Женщина тяжело вздыхает и отодвигает косынку со лба.
— А вы кто? — задает она вместо ответа свой вопрос, причем с какой-то странной интонацией. — Родственница?
— Нет, просто знакомая.
— А вы что, ничего не знаете?
— По правде говоря, знаю, — уныло кивает Марика. — Видите ли, я работаю… то есть работала вместе с Лоттой. Но я была неделю
— Лотта — это, видать, молодая которая? — перебивает женщина.
— Да, Лотта была еще молода, — говорит Марика, и у нее вдруг начинает сильно теснить сердце. — Пожалуйста, проводите меня к фрау Керстен!
— Куда же я вас провожу, — с неожиданным сочувствием говорит женщина, — когда они обе умерли? Их уже увезли, мы их тут и не видали. Мы из Гамбурга, эвакуированные, пострадавшие при бомбежке. Дом наш разрушен, приехали к родственникам в Берлин, а они сами живут в отеле, потому что их дом разбомблен. Мы тоже немного в отеле помаялись, но потом получили ордер на эту квартиру. Обрадовались, конечно, но, когда приехали сюда, узнали, что хозяйки-то умерли… покончили с собой. Мать и дочь вместе. Отравились газом. Старая-то была еврейка. Вы слыхали или нет? Дочь по отцу считалась арийкой, ее не трогали, а мать должны были в лагерь отправить. Ну вот завтра, скажем, ей с вещами являться на сборный пункт, а сегодня они взяли да и отравились. Всю одежду свою, все бумаги, письма, фотографии в ванне сожгли, а потом сели в кухне на пол да сунули обе головы в духовку, обнявшись. Их, говорят, так и нашли рядом, бедняжек…
Женщина вдруг краснеет — она словно спохватилась, что при незнакомом человеке позволила себе лишнего. Она зачем-то снова надвигает платок на лоб. Голос ее становится сухим и неприязненным:
— Конечно, не слишком-то приятно селиться в квартиру, где покойницы были, да еще самоубийцы, но у нас выбора нет никакого. Приходится вот грязь вывозить за жидовками. Целую кучу сожженного барахла выволокли во двор! Скорее бы мусорщики все убрали, а то вонищу развели…
Марика опускает голову. Она все понимает, все понимает… Но Боже мой, какая тоска, какая слабость наваливаются на нее!
— Спасибо, — бормочет она, поворачиваясь, чтобы уйти.
— Не за что, — говорит женщина. И вдруг шелестит едва слышно вслед Марике: — Простите, фрейлейн…
Марика только молча кивает. Говорить нет сил.
Она сходит по лестнице, держась за стенку, чтобы не упасть. В висках стучит, в горле комок. Лицо покрылось холодным потом. Недалеко до обморока.
Лотта. Боже мой, Лоттхен… И фрау Керстен!
Марика прижимает кулаки к глазам. Нет, слез нет, она не может плакать, просто хочется причинить себе боль, убедиться, что она жива, если у нее может что-то болеть!

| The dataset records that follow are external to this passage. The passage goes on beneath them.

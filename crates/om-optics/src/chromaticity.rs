//! Chromaticity from off-momentum closed-orbit solves.

use om_beamline::{Beamline, Topology};
use tracing::debug;

use crate::config::OpticsConfig;
use crate::error::{OpticsError, OpticsResult};
use crate::solve::solve_periodic_optics;

/// dQ/dδ per plane.
#[derive(Clone, Copy, Debug, PartialEq)]
pub struct Chromaticity {
    pub xi_x: f64,
    pub xi_y: f64,
}

/// ξ = (Q(δ₀ + step) − Q(δ₀ − step)) / (2 step) around the configured offset δ₀.
pub fn chromaticity(
    beamline: &Beamline,
    config: &OpticsConfig,
    step: f64,
) -> OpticsResult<Chromaticity> {
    if beamline.topology() != Topology::Ring {
        return Err(OpticsError::invalid("chromaticity requires a ring"));
    }
    if !(step.is_finite() && step > 0.0) {
        return Err(OpticsError::invalid("chromaticity step must be positive"));
    }

    let tunes_at = |delta: f64| -> OpticsResult<(f64, f64)> {
        let cfg = OpticsConfig {
            momentum_offset: delta,
            ..config.clone()
        };
        let solution = solve_periodic_optics(beamline, &cfg)?;
        let tunes = solution
            .tunes
            .ok_or_else(|| OpticsError::invalid("ring solve returned no tunes"))?;
        Ok((tunes.qx, tunes.qy))
    };

    let (qx_plus, qy_plus) = tunes_at(config.momentum_offset + step)?;
    let (qx_minus, qy_minus) = tunes_at(config.momentum_offset - step)?;
    let result = Chromaticity {
        xi_x: (qx_plus - qx_minus) / (2.0 * step),
        xi_y: (qy_plus - qy_minus) / (2.0 * step),
    };
    debug!(xi_x = result.xi_x, xi_y = result.xi_y, "chromaticity");
    Ok(result)
}
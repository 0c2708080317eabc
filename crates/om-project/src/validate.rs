//! Project validation logic.

use crate::schema::{
    ApertureDef, BeamlineDef, ElementDef, ElementKindDef, Project, SettingsDef, TopologyDef,
    TwissDef,
};
use std::collections::HashSet;

#[derive(thiserror::Error, Debug)]
pub enum ValidationError {
    #[error("Duplicate ID: {id} in {context}")]
    DuplicateId { id: String, context: String },

    #[error("Missing reference: {id} in {context}")]
    MissingReference { id: String, context: String },

    #[error("Invalid value: {field} = {value} ({reason})")]
    InvalidValue {
        field: String,
        value: String,
        reason: String,
    },

    #[error("Unsupported version: {version}")]
    UnsupportedVersion { version: u32 },
}

fn invalid(field: impl Into<String>, value: impl ToString, reason: &str) -> ValidationError {
    ValidationError::InvalidValue {
        field: field.into(),
        value: value.to_string(),
        reason: reason.to_string(),
    }
}

fn require_finite(field: &str, value: f64) -> Result<(), ValidationError> {
    if value.is_finite() {
        Ok(())
    } else {
        Err(invalid(field, value, "must be finite"))
    }
}

fn require_positive(field: &str, value: f64) -> Result<(), ValidationError> {
    if value.is_finite() && value > 0.0 {
        Ok(())
    } else {
        Err(invalid(field, value, "must be positive"))
    }
}

fn require_non_negative(field: &str, value: f64) -> Result<(), ValidationError> {
    if value.is_finite() && value >= 0.0 {
        Ok(())
    } else {
        Err(invalid(field, value, "must be non-negative"))
    }
}

pub fn validate_project(project: &Project) -> Result<(), ValidationError> {
    if project.version == 0 || project.version > crate::LATEST_VERSION {
        return Err(ValidationError::UnsupportedVersion {
            version: project.version,
        });
    }

    let mut beamline_ids = HashSet::new();
    for beamline in &project.beamlines {
        if !beamline_ids.insert(&beamline.id) {
            return Err(ValidationError::DuplicateId {
                id: beamline.id.clone(),
                context: "beamlines".to_string(),
            });
        }
        validate_beamline(beamline)?;
    }

    Ok(())
}

pub fn validate_beamline(beamline: &BeamlineDef) -> Result<(), ValidationError> {
    let reference = &beamline.reference;
    require_positive("reference.kinetic_mev", reference.kinetic_mev)?;
    require_positive("reference.particle.mass_mev", reference.particle.mass_mev())?;
    let charge = reference.particle.charge();
    if !(charge.is_finite() && charge != 0.0) {
        return Err(invalid(
            "reference.particle.charge",
            charge,
            "must be finite and non-zero",
        ));
    }

    let mut element_ids = HashSet::new();
    for element in &beamline.elements {
        if !element_ids.insert(element.id.as_str()) {
            return Err(ValidationError::DuplicateId {
                id: element.id.clone(),
                context: format!("beamline '{}' elements", beamline.id),
            });
        }
        validate_element(element)?;
    }

    if beamline.sequence.is_empty() {
        return Err(invalid(
            format!("beamline '{}' sequence", beamline.id),
            "[]",
            "a beamline needs at least one element",
        ));
    }
    for id in &beamline.sequence {
        if !element_ids.contains(id.as_str()) {
            return Err(ValidationError::MissingReference {
                id: id.clone(),
                context: format!("beamline '{}' sequence", beamline.id),
            });
        }
    }
    if beamline.periods == 0 {
        return Err(invalid("periods", 0, "must be at least 1"));
    }

    validate_settings(&beamline.settings, beamline.topology)
}

fn validate_element(element: &ElementDef) -> Result<(), ValidationError> {
    let field = |name: &str| format!("element '{}' {name}", element.id);

    require_non_negative(&field("length_m"), element.length_m)?;
    if element.kind.is_thin() && element.length_m != 0.0 {
        return Err(invalid(
            field("length_m"),
            element.length_m,
            "thin element must have zero length",
        ));
    }

    match &element.kind {
        ElementKindDef::Drift | ElementKindDef::Instrument => {}
        ElementKindDef::Bend {
            field_t,
            gradient_t_per_m,
            edge_in_rad,
            edge_out_rad,
        } => {
            for (name, v) in [
                ("field_t", field_t),
                ("gradient_t_per_m", gradient_t_per_m),
                ("edge_in_rad", edge_in_rad),
                ("edge_out_rad", edge_out_rad),
            ] {
                require_finite(&field(name), *v)?;
            }
        }
        ElementKindDef::Quadrupole { gradient_t_per_m } => {
            require_finite(&field("gradient_t_per_m"), *gradient_t_per_m)?
        }
        ElementKindDef::Sextupole { b2_t_per_m2 } => {
            require_finite(&field("b2_t_per_m2"), *b2_t_per_m2)?
        }
        ElementKindDef::Multipole { field_integrals } => {
            for b in field_integrals {
                require_finite(&field("field_integrals"), *b)?;
            }
        }
        ElementKindDef::Solenoid { field_t } => require_finite(&field("field_t"), *field_t)?,
        ElementKindDef::Cavity {
            voltage_mv,
            phase_rad,
            frequency_hz,
        } => {
            require_finite(&field("voltage_mv"), *voltage_mv)?;
            require_finite(&field("phase_rad"), *phase_rad)?;
            require_positive(&field("frequency_hz"), *frequency_hz)?;
        }
        ElementKindDef::Corrector { hkick_tm, vkick_tm } => {
            require_finite(&field("hkick_tm"), *hkick_tm)?;
            require_finite(&field("vkick_tm"), *vkick_tm)?;
        }
        ElementKindDef::Collimator { aperture } => validate_aperture(&field("aperture"), aperture)?,
        ElementKindDef::Wakefield {
            loss_factor_v_per_pc,
            slope_v_per_pc_m,
            bunch_charge_pc,
        } => {
            require_finite(&field("loss_factor_v_per_pc"), *loss_factor_v_per_pc)?;
            require_finite(&field("slope_v_per_pc_m"), *slope_v_per_pc_m)?;
            require_finite(&field("bunch_charge_pc"), *bunch_charge_pc)?;
        }
        ElementKindDef::Scatterer {
            thickness_m,
            radiation_length_m,
        } => {
            require_non_negative(&field("thickness_m"), *thickness_m)?;
            require_positive(&field("radiation_length_m"), *radiation_length_m)?;
        }
    }

    if let Some(aperture) = &element.aperture {
        validate_aperture(&field("aperture"), aperture)?;
    }
    if let Some(a) = &element.alignment {
        require_finite(&field("alignment.dx_m"), a.dx_m)?;
        require_finite(&field("alignment.dy_m"), a.dy_m)?;
        require_finite(&field("alignment.tilt_rad"), a.tilt_rad)?;
    }
    Ok(())
}

fn validate_aperture(field: &str, aperture: &ApertureDef) -> Result<(), ValidationError> {
    let (ax, ay) = aperture.half_widths();
    require_positive(&format!("{field}.ax_m"), ax)?;
    require_positive(&format!("{field}.ay_m"), ay)
}

fn validate_twiss(field: &str, twiss: &TwissDef) -> Result<(), ValidationError> {
    require_positive(&format!("{field}.beta_x_m"), twiss.beta_x_m)?;
    require_positive(&format!("{field}.beta_y_m"), twiss.beta_y_m)?;
    for (name, v) in [
        ("alpha_x", twiss.alpha_x),
        ("alpha_y", twiss.alpha_y),
        ("disp_x_m", twiss.disp_x_m),
        ("disp_px", twiss.disp_px),
        ("disp_y_m", twiss.disp_y_m),
        ("disp_py", twiss.disp_py),
    ] {
        require_finite(&format!("{field}.{name}"), v)?;
    }
    Ok(())
}

fn validate_settings(settings: &SettingsDef, topology: TopologyDef) -> Result<(), ValidationError> {
    let optics = &settings.optics;
    require_positive("optics.tolerance", optics.tolerance)?;
    if optics.max_iterations == 0 {
        return Err(invalid("optics.max_iterations", 0, "must be positive"));
    }
    if !(optics.relaxation > 0.0 && optics.relaxation <= 1.0) {
        return Err(invalid(
            "optics.relaxation",
            optics.relaxation,
            "must be in (0, 1]",
        ));
    }
    require_finite("optics.momentum_offset", optics.momentum_offset)?;
    if let Some(step) = optics.chromaticity_step {
        require_positive("optics.chromaticity_step", step)?;
    }
    if let Some(twiss) = &optics.initial_twiss {
        validate_twiss("optics.initial_twiss", twiss)?;
    }

    if let Some(envelope) = &settings.envelope {
        validate_twiss("envelope.twiss", &envelope.twiss)?;
        require_non_negative("envelope.emittance_x_m", envelope.emittance_x_m)?;
        require_non_negative("envelope.emittance_y_m", envelope.emittance_y_m)?;
        require_non_negative("envelope.sigma_z_m", envelope.sigma_z_m)?;
        require_non_negative("envelope.sigma_delta", envelope.sigma_delta)?;
        if let Some(sc) = &envelope.space_charge {
            require_non_negative("space_charge.peak_current_a", sc.peak_current_a)?;
            require_positive("space_charge.max_slice_length_m", sc.max_slice_length_m)?;
            require_positive("space_charge.tolerance", sc.tolerance)?;
            if sc.max_iterations == 0 {
                return Err(invalid("space_charge.max_iterations", 0, "must be positive"));
            }
        }
    }

    let tracking = &settings.tracking;
    if tracking.record_every == 0 {
        return Err(invalid("tracking.record_every", 0, "must be positive"));
    }
    if topology == TopologyDef::Line && tracking.turns > 1 {
        return Err(invalid(
            "tracking.turns",
            tracking.turns,
            "a line is tracked for a single pass",
        ));
    }
    for (i, p) in tracking.particles.iter().enumerate() {
        if p.iter().any(|v| !v.is_finite()) {
            return Err(invalid(
                format!("tracking.particles[{i}]"),
                format!("{p:?}"),
                "coordinates must be finite",
            ));
        }
    }
    Ok(())
}
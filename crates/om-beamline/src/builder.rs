//! Incremental beamline builder.

use om_core::ElementId;
use om_elements::{Element, ReferenceParticle};

use crate::beamline::{Beamline, Topology, load_beamline};
use crate::error::BeamlineResult;

/// Builder for constructing a beamline incrementally.
///
/// Use `push` (or `extend`) to append elements in physical order, then call
/// `build()` to validate and freeze it into an immutable `Beamline`.
#[derive(Debug, Clone)]
pub struct BeamlineBuilder {
    reference: ReferenceParticle,
    elements: Vec<Element>,
}

impl BeamlineBuilder {
    pub fn new(reference: ReferenceParticle) -> Self {
        Self {
            reference,
            elements: Vec::new(),
        }
    }

    /// Append an element and return its id, or `None` once the line has
    /// outgrown the id range (the element is still appended).
    pub fn push(&mut self, element: Element) -> Option<ElementId> {
        let id = ElementId::from_index(self.elements.len());
        self.elements.push(element);
        id
    }

    /// Append a cell `count` times (e.g. the periods of a ring).
    pub fn repeat(&mut self, cell: &[Element], count: usize) {
        for _ in 0..count {
            self.elements.extend_from_slice(cell);
        }
    }

    pub fn extend(&mut self, elements: impl IntoIterator<Item = Element>) {
        self.elements.extend(elements);
    }

    /// Rename an element (useful for post-construction adjustments).
    pub fn rename(&mut self, id: ElementId, new_name: impl Into<String>) {
        if let Some(e) = self.elements.get_mut(id.index()) {
            e.name = new_name.into();
        }
    }

    pub fn len(&self) -> usize {
        self.elements.len()
    }

    pub fn is_empty(&self) -> bool {
        self.elements.is_empty()
    }

    /// Validate and build.
    pub fn build(self, topology: Topology) -> BeamlineResult<Beamline> {
        load_beamline(self.elements, self.reference, topology)
    }
}

#[cfg(test)]
mod tests {
    use super::*;
    use om_core::units::{m, mev};

    #[test]
    fn builder_assigns_sequential_ids() {
        let mut b = BeamlineBuilder::new(ReferenceParticle::proton(mev(50.0)).unwrap());
        let d = b.push(Element::drift("D", m(1.0))).unwrap();
        let q = b.push(Element::quadrupole("Q", m(0.1), 2.0)).unwrap();
        assert_eq!(d.index(), 0);
        assert_eq!(q.index(), 1);
        b.rename(q, "QF");
        let bl = b.build(Topology::Line).unwrap();
        assert_eq!(bl.element(q).map(|e| e.name.as_str()), Some("QF"));
    }

    #[test]
    fn repeat_appends_cells() {
        let mut b = BeamlineBuilder::new(ReferenceParticle::proton(mev(50.0)).unwrap());
        let cell = [Element::drift("D", m(1.0)), Element::thin_quadrupole("Q", 0.2)];
        b.repeat(&cell, 4);
        assert_eq!(b.len(), 8);
        let bl = b.build(Topology::Ring).unwrap();
        assert_eq!(bl.total_length(), 4.0);
    }

    #[test]
    fn empty_builder_fails() {
        let b = BeamlineBuilder::new(ReferenceParticle::proton(mev(50.0)).unwrap());
        assert!(b.is_empty());
        assert!(b.build(Topology::Ring).is_err());
    }
}
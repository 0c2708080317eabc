//! Reference particle kinematics.

use crate::error::{ElementError, ElementResult};
use om_core::numeric::{ensure_finite, ensure_positive};
use om_core::units::constants::{
    BRHO_FACTOR, ELECTRON_MASS_MEV, PROTON_MASS_MEV, Z0_OVER_4PI_OHM,
};
use om_core::units::{Energy, to_mev};

/// The design particle every transfer map is computed for.
///
/// Energies are stored in MeV, charge in units of the elementary charge.
/// Cavities and wakefields produce a new reference downstream; nothing here
/// is global state.
#[derive(Clone, Copy, Debug, PartialEq)]
pub struct ReferenceParticle {
    mass_mev: f64,
    kinetic_mev: f64,
    charge: f64,
}

impl ReferenceParticle {
    /// Create a reference particle from rest mass and kinetic energy.
    pub fn new(mass: Energy, kinetic: Energy, charge: f64) -> ElementResult<Self> {
        Self::from_mev(to_mev(mass), to_mev(kinetic), charge)
    }

    pub fn from_mev(mass_mev: f64, kinetic_mev: f64, charge: f64) -> ElementResult<Self> {
        ensure_positive(mass_mev, "reference rest mass")?;
        ensure_positive(kinetic_mev, "reference kinetic energy")?;
        ensure_finite(charge, "reference charge")?;
        if charge == 0.0 {
            return Err(ElementError::NonPhysical {
                what: "reference charge must be non-zero",
            });
        }
        Ok(Self {
            mass_mev,
            kinetic_mev,
            charge,
        })
    }

    pub fn proton(kinetic: Energy) -> ElementResult<Self> {
        Self::from_mev(PROTON_MASS_MEV, to_mev(kinetic), 1.0)
    }

    pub fn electron(kinetic: Energy) -> ElementResult<Self> {
        Self::from_mev(ELECTRON_MASS_MEV, to_mev(kinetic), -1.0)
    }

    pub fn mass_mev(&self) -> f64 {
        self.mass_mev
    }

    pub fn kinetic_mev(&self) -> f64 {
        self.kinetic_mev
    }

    pub fn charge(&self) -> f64 {
        self.charge
    }

    pub fn total_energy_mev(&self) -> f64 {
        self.mass_mev + self.kinetic_mev
    }

    pub fn gamma(&self) -> f64 {
        1.0 + self.kinetic_mev / self.mass_mev
    }

    pub fn beta(&self) -> f64 {
        self.momentum_mev() / self.total_energy_mev()
    }

    pub fn beta_gamma(&self) -> f64 {
        self.momentum_mev() / self.mass_mev
    }

    /// Momentum times c, in MeV.
    pub fn momentum_mev(&self) -> f64 {
        (self.kinetic_mev * (self.kinetic_mev + 2.0 * self.mass_mev)).sqrt()
    }

    /// Magnetic rigidity Bρ in T·m (always positive).
    pub fn rigidity_tm(&self) -> f64 {
        self.momentum_mev() / (BRHO_FACTOR * self.charge.abs())
    }

    /// Convert a field (or field gradient, or integrated field) into the
    /// corresponding normalized strength, including the charge sign.
    pub fn normalize(&self, field: f64) -> f64 {
        field * self.charge.signum() / self.rigidity_tm()
    }

    /// Same particle species at a new kinetic energy.
    pub fn with_kinetic(&self, kinetic_mev: f64) -> ElementResult<Self> {
        if !(kinetic_mev.is_finite() && kinetic_mev > 0.0) {
            return Err(ElementError::NonPhysical {
                what: "kinetic energy dropped to zero or below",
            });
        }
        Ok(Self {
            kinetic_mev,
            ..*self
        })
    }

    /// Same particle species at momentum p·(1 + δ).
    pub fn off_momentum(&self, delta: f64) -> ElementResult<Self> {
        let p = self.momentum_mev() * (1.0 + delta);
        if !(p.is_finite() && p > 0.0) {
            return Err(ElementError::NonPhysical {
                what: "momentum deviation below -1",
            });
        }
        let total = (p * p + self.mass_mev * self.mass_mev).sqrt();
        self.with_kinetic(total - self.mass_mev)
    }

    /// Characteristic current I0 = mc²/(|q| e) / 29.98 Ω in amperes.
    pub fn characteristic_current_a(&self) -> f64 {
        self.mass_mev * 1e6 / (self.charge.abs() * Z0_OVER_4PI_OHM)
    }

    /// Generalized perveance K = 2 I / (I0 β³ γ³) for a beam current `current_a`.
    pub fn perveance(&self, current_a: f64) -> f64 {
        let bg = self.beta_gamma();
        2.0 * current_a.abs() / (self.characteristic_current_a() * bg * bg * bg)
    }
}
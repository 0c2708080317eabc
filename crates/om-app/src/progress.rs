use crate::run_service::RunMode;

#[derive(Debug, Clone, PartialEq, Eq)]
pub enum RunStage {
    LoadingProject,
    CheckingCache,
    LoadingCachedResult,
    CompilingLattice,
    SolvingOptics,
    PropagatingEnvelope,
    Tracking,
    SavingResults,
    Completed,
}

impl RunStage {
    pub fn label(&self) -> &'static str {
        match self {
            RunStage::LoadingProject => "Loading project",
            RunStage::CheckingCache => "Checking cache",
            RunStage::LoadingCachedResult => "Loading cached result",
            RunStage::CompilingLattice => "Compiling lattice",
            RunStage::SolvingOptics => "Solving optics",
            RunStage::PropagatingEnvelope => "Propagating envelope",
            RunStage::Tracking => "Tracking",
            RunStage::SavingResults => "Saving results",
            RunStage::Completed => "Completed",
        }
    }
}

/// Iteration detail from the closed-orbit or space-charge loop.
#[derive(Debug, Clone, Default)]
pub struct IterationProgress {
    pub iteration: Option<usize>,
    pub residual: Option<f64>,
    /// Solver stage name, e.g. "extract_periodic_twiss"
    pub stage: Option<String>,
}

#[derive(Debug, Clone)]
pub struct RunProgressEvent {
    pub mode: RunMode,
    pub stage: RunStage,
    pub elapsed_wall_s: f64,
    pub message: Option<String>,
    pub iteration: Option<IterationProgress>,
}

impl RunProgressEvent {
    pub fn stage(
        mode: RunMode,
        stage: RunStage,
        elapsed_wall_s: f64,
        message: Option<String>,
    ) -> Self {
        Self {
            mode,
            stage,
            elapsed_wall_s,
            message,
            iteration: None,
        }
    }
}
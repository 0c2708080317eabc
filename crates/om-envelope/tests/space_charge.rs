use om_beamline::{Beamline, Topology, load_beamline};
use om_core::CancelToken;
use om_core::units::{m, mev};
use om_elements::{Element, ReferenceParticle};
use om_envelope::{
    EnvelopeError, MomentsConfig, MomentsProgressEvent, SpaceChargeConfig, propagate_moments,
    propagate_with_progress,
};
use om_linalg::{Plane, SymMatrix};
use proptest::prelude::*;

fn proton(kinetic: f64) -> ReferenceParticle {
    ReferenceParticle::proton(mev(kinetic)).unwrap()
}

fn drift_line(length: f64) -> Beamline {
    load_beamline(
        vec![
            Element::drift("D1", m(length / 2.0)),
            Element::instrument("MON"),
            Element::drift("D2", m(length / 2.0)),
        ],
        proton(10.0),
        Topology::Line,
    )
    .unwrap()
}

fn round_beam() -> SymMatrix {
    SymMatrix::from_variances([1e-6, 1e-6, 1e-6, 1e-6, 0.0, 0.0])
}

#[test]
fn space_charge_off_is_bit_reproducible() {
    let line = load_beamline(
        vec![
            Element::drift("D1", m(0.5)),
            Element::quadrupole("QF", m(0.2), 8.0),
            Element::drift("D2", m(1.0)),
            Element::quadrupole("QD", m(0.2), -8.0),
            Element::scatterer("FOIL", 1e-5, 0.089),
        ],
        proton(10.0),
        Topology::Line,
    )
    .unwrap();
    let cfg = MomentsConfig::default();
    let a = propagate_moments(&line, &round_beam(), &cfg).unwrap();
    let b = propagate_moments(&line, &round_beam(), &cfg).unwrap();
    assert_eq!(a.sigmas, b.sigmas);
    assert_eq!(a.sigmas.len(), line.len() + 1);
    assert_eq!(a.iterations, 0);
    assert!(!a.space_charge);
}

#[test]
fn drift_matches_closed_form() {
    let line = drift_line(2.0);
    let sol = propagate_moments(&line, &round_beam(), &MomentsConfig::default()).unwrap();
    // ⟨x²⟩ = ⟨x0²⟩ + L² ⟨x0'²⟩ for an uncorrelated beam
    let last = sol.final_sigma().unwrap();
    assert!((last.variance(0) - 5e-6).abs() < 1e-18);
    assert!((last.get(0, 1) - 2e-6).abs() < 1e-18);
    assert!((sol.envelope[3].s - 2.0).abs() < 1e-15);
    assert!((sol.envelope[3].emittance_x - 1e-6).abs() < 1e-15);
}

#[test]
fn invalid_covariance_is_rejected() {
    let line = drift_line(1.0);
    let mut sigma = round_beam();
    // |⟨x x'⟩| > σx σx'
    sigma.set(0, 1, 2e-6);
    let err = propagate_moments(&line, &sigma, &MomentsConfig::default()).unwrap_err();
    assert!(matches!(err, EnvelopeError::NotPositiveDefinite { .. }));

    let negative = SymMatrix::from_variances([-1e-6, 1e-6, 1e-6, 1e-6, 0.0, 0.0]);
    let err = propagate_moments(&line, &negative, &MomentsConfig::default()).unwrap_err();
    assert!(matches!(err, EnvelopeError::NotPositiveDefinite { pivot: 0, .. }));
}

#[test]
fn scatterer_adds_angular_variance() {
    let reference = proton(10.0);
    let foil = Element::scatterer("FOIL", 1e-4, 0.089);
    let theta = foil.scattering_angle(&reference);
    assert!(theta > 0.0);
    let line = load_beamline(vec![foil], reference, Topology::Line).unwrap();
    let sol = propagate_moments(&line, &round_beam(), &MomentsConfig::default()).unwrap();
    let last = sol.final_sigma().unwrap();
    assert!((last.variance(1) - (1e-6 + theta * theta)).abs() < 1e-18);
    assert!((last.variance(3) - (1e-6 + theta * theta)).abs() < 1e-18);
    assert_eq!(last.variance(0), 1e-6);
}

#[test]
fn acceleration_damps_geometric_emittance() {
    let reference = proton(10.0);
    let cavity = Element::cavity("RF", m(0.5), 1.0, 0.0, 100e6);
    let after = cavity.reference_after(&reference).unwrap();
    let line = load_beamline(vec![cavity], reference, Topology::Line).unwrap();
    let sol = propagate_moments(&line, &round_beam(), &MomentsConfig::default()).unwrap();
    let ratio = sol.envelope[1].emittance_x / sol.envelope[0].emittance_x;
    let expected = reference.momentum_mev() / after.momentum_mev();
    assert!((ratio - expected).abs() < 1e-9);
}

#[test]
fn zero_current_matches_space_charge_free_envelope() {
    let line = drift_line(2.0);
    let baseline = propagate_moments(&line, &round_beam(), &MomentsConfig::default()).unwrap();
    let cfg = MomentsConfig::default().with_space_charge(SpaceChargeConfig::with_current(0.0));
    let sol = propagate_moments(&line, &round_beam(), &cfg).unwrap();
    assert_eq!(sol.iterations, 1);
    assert_eq!(sol.residual, 0.0);
    for (a, b) in baseline.sigmas.iter().zip(&sol.sigmas) {
        assert!((a.variance(0) - b.variance(0)).abs() < 1e-15);
    }
}

#[test]
fn space_charge_converges_and_grows_beam() {
    let line = drift_line(1.0);
    let baseline = propagate_moments(&line, &round_beam(), &MomentsConfig::default()).unwrap();
    let cfg = MomentsConfig::default().with_space_charge(SpaceChargeConfig {
        peak_current_a: 0.01,
        max_slice_length: 0.05,
        tolerance: 1e-10,
        max_iterations: 100,
    });
    let mut events = Vec::new();
    let sol = propagate_with_progress(&line, &round_beam(), &cfg, &mut |e| events.push(e)).unwrap();
    assert!(sol.space_charge);
    assert!(sol.iterations >= 2);
    assert!(sol.residual < 1e-10);
    assert!(sol.max_size(Plane::X) > baseline.max_size(Plane::X));
    // round beam stays round
    let last = sol.envelope.last().unwrap();
    assert!((last.sigma_x - last.sigma_y).abs() < 1e-15);
    assert!(matches!(events.first(), Some(MomentsProgressEvent::Baseline)));
    assert!(matches!(
        events.last(),
        Some(MomentsProgressEvent::Converged { .. })
    ));
}

#[test]
fn space_charge_iteration_cap_reports_failure() {
    let line = drift_line(1.0);
    let cfg = MomentsConfig::default().with_space_charge(SpaceChargeConfig {
        peak_current_a: 0.01,
        max_slice_length: 0.05,
        tolerance: 1e-14,
        max_iterations: 1,
    });
    let err = propagate_moments(&line, &round_beam(), &cfg).unwrap_err();
    match err {
        EnvelopeError::ConvergenceFailure {
            iterations,
            residual,
        } => {
            assert_eq!(iterations, 1);
            assert!(residual > 1e-14);
        }
        other => panic!("unexpected error: {other}"),
    }
}

#[test]
fn cancellation_stops_before_first_iteration() {
    let line = drift_line(1.0);
    let cancel = CancelToken::new();
    cancel.cancel();
    let cfg = MomentsConfig::default()
        .with_space_charge(SpaceChargeConfig::with_current(0.01))
        .with_cancel(cancel);
    let err = propagate_moments(&line, &round_beam(), &cfg).unwrap_err();
    assert!(matches!(err, EnvelopeError::Cancelled { iterations: 0 }));
}

proptest! {
    #![proptest_config(ProptestConfig::with_cases(64))]

    #[test]
    fn linear_transport_conserves_emittance(
        g1 in -20.0f64..20.0,
        g2 in -20.0f64..20.0,
        drift in 0.0f64..3.0,
        ex in 1e-8f64..1e-5,
        ey in 1e-8f64..1e-5,
    ) {
        let line = load_beamline(
            vec![
                Element::quadrupole("Q1", m(0.2), g1),
                Element::drift("D", m(drift)),
                Element::quadrupole("Q2", m(0.2), g2),
            ],
            proton(10.0),
            Topology::Line,
        )
        .unwrap();
        let sigma = SymMatrix::from_variances([ex, ex, ey, ey, 0.0, 0.0]);
        let sol = propagate_moments(&line, &sigma, &MomentsConfig::default()).unwrap();
        // the determinant of a strongly mismatched block loses digits to
        // cancellation, so the bound is looser than machine precision
        for point in &sol.envelope {
            prop_assert!((point.emittance_x - ex).abs() < 1e-6 * ex);
            prop_assert!((point.emittance_y - ey).abs() < 1e-6 * ey);
        }
        prop_assert!(!sol.space_charge);
    }
}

Лоттхен уже ничего не чувствует, ей не больно, не страшно, не одиноко там, где она теперь. Боже мой… сколько на нее всего навалилось сразу, на бедную девочку. Погиб ее возлюбленный, потом настал черед матери… Лотта обожала маму, жизни без нее не мыслила. Как страшно. Как страшно!
Запах гари становится отчетливей, тошнотворней. Марика отрывает кулаки от глаз, некоторое время тупо смотрит сквозь радужные круги и вдруг видит, что стоит над какой-то черной грудой.
Эта вещи Лотты и ее матери! Это их фотографии, их книги, их сожженная жизнь!
Нет сил смотреть, надо уходить.
Марика бросается в сторону и наступает на фотографию с обгорелыми краями, которая лежит чуть поодаль от черной кучи. И тут же отскакивает, потому что страшно же вот так стоять, наступив на человеческие живые лица. Тем более что одно из них — лицо Лотты…
Поднимает снимок. Да, это Лоттхен. Какая веселая, какая красивая! Она стоит, прижавшись к какому-то очень высокому мужчине, которому ее голова едва достает до груди. Рядом еще один молодой человек, он повыше Лотты, но не такой высокий, как тот, который обнимает ее.